A utility script for finding signs of data errors in tabular data (aka data "cubes").
python check_csv.py <file.csv>
check_csv.py prints diagnostic messages about things that might be signs of errors in data. Here are the explanations for them:
Warning: field n has a stray value
The field seems to mostly have values that are from a small set of values (an "enumeration" or "codeset"), but this particular value only appears once or twice. Usually a sign of a typo, or some mixup in fields.
Warning: field n has null value(s)
The field has some kind of value for most rows, but some line(s) don't have a value for this field. Usually a sign that fetching the value for this field is failing for some record(s), depending on how the CSV was produced.
Warning: length of field n has a stray value
The field is usually of some specific length, but has an atypical length on some rows. Usually a sign of a typo, or mixup in fields.

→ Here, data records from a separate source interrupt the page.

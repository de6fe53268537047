use async_trait::async_trait;
use serde_json::Value;

#[derive(Debug, Clone, PartialEq, Eq, thiserror::Error)]
pub enum LedgerError {
    #[error("ledger object not found: {0}")]
    NotFound(String),
    #[error("ledger request rejected: {0}")]
    Rejected(String),
    #[error("ledger unavailable: {0}")]
    Unavailable(String),
}

/// A DID ledger. Reads and writes happen through a session borrowed for a
/// batch of calls; the session is released when dropped.
#[async_trait]
pub trait Ledger: Send + Sync {
    async fn open_session(&self) -> Result<Box<dyn LedgerSession>, LedgerError>;
}

#[async_trait]
pub trait LedgerSession: Send + Sync {
    async fn get_schema(&self, schema_id: &str) -> Result<Value, LedgerError>;

    async fn get_credential_definition(&self, cred_def_id: &str) -> Result<Value, LedgerError>;

    async fn credential_definition_id2schema_id(
        &self,
        cred_def_id: &str,
    ) -> Result<String, LedgerError>;

    async fn get_revoc_reg_def(&self, revoc_reg_id: &str) -> Result<Value, LedgerError>;

    /// Revocation registry entry as of `timestamp`, with the ledger
    /// timestamp the entry was actually found at.
    async fn get_revoc_reg_entry(
        &self,
        revoc_reg_id: &str,
        timestamp: u64,
    ) -> Result<(Value, u64), LedgerError>;

    /// Revocation registry delta over `[from, to]`, with the ledger
    /// timestamp of the delta.
    async fn get_revoc_reg_delta(
        &self,
        revoc_reg_id: &str,
        from: Option<u64>,
        to: u64,
    ) -> Result<(Value, u64), LedgerError>;

    async fn send_revoc_reg_def(
        &self,
        revoc_reg_def: &Value,
        issuer_did: &str,
    ) -> Result<(), LedgerError>;

    async fn send_revoc_reg_entry(
        &self,
        revoc_reg_id: &str,
        revoc_def_type: &str,
        revoc_reg_entry: &Value,
        issuer_did: &str,
    ) -> Result<(), LedgerError>;
}
//! Contracts for the services the exchange engine depends on.
//!
//! Each collaborator is an `async_trait` object passed into the managers
//! at construction time. Implementations own their own timeouts; errors
//! propagate unchanged through [`ExchangeError`](crate::ExchangeError).

mod holder;
mod issuer;
mod ledger;
mod transport;
mod verifier;

pub use holder::{CredentialRequestResult, Holder, HolderError, PresentationInputs, StoreCredential};
pub use issuer::{CreatedRegistry, IssuedCredential, Issuer, IssuerError, RegistrySpec};
pub use ledger::{Ledger, LedgerError, LedgerSession};
pub use transport::{OutboundTarget, OutboundTransport, TailsError, TailsFetcher, TransportError};
pub use verifier::{VerificationInputs, Verifier, VerifierError};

field n does not seem to have a set of common values
length of field n does not seem to have a set of common values
Not really a warning, but just a mention that the field seems to be free text and so warnings about stray values (or lengths) are being suppressed.
line n, multiple errors: ...
This line caused many warnings. It is usually a sign that the line is scrambled or doesn't come from the same dataset.
Warning: very few lines
The file has at most one line. Proper CSV files tend to have many.
Warning: field count has a stray value
CSV files usually have the same number of fields on every line. Some line(s) have a different number of fields than most lines in the file. This is usually a sign of a scrambled line, or incorrectly escaped field separator.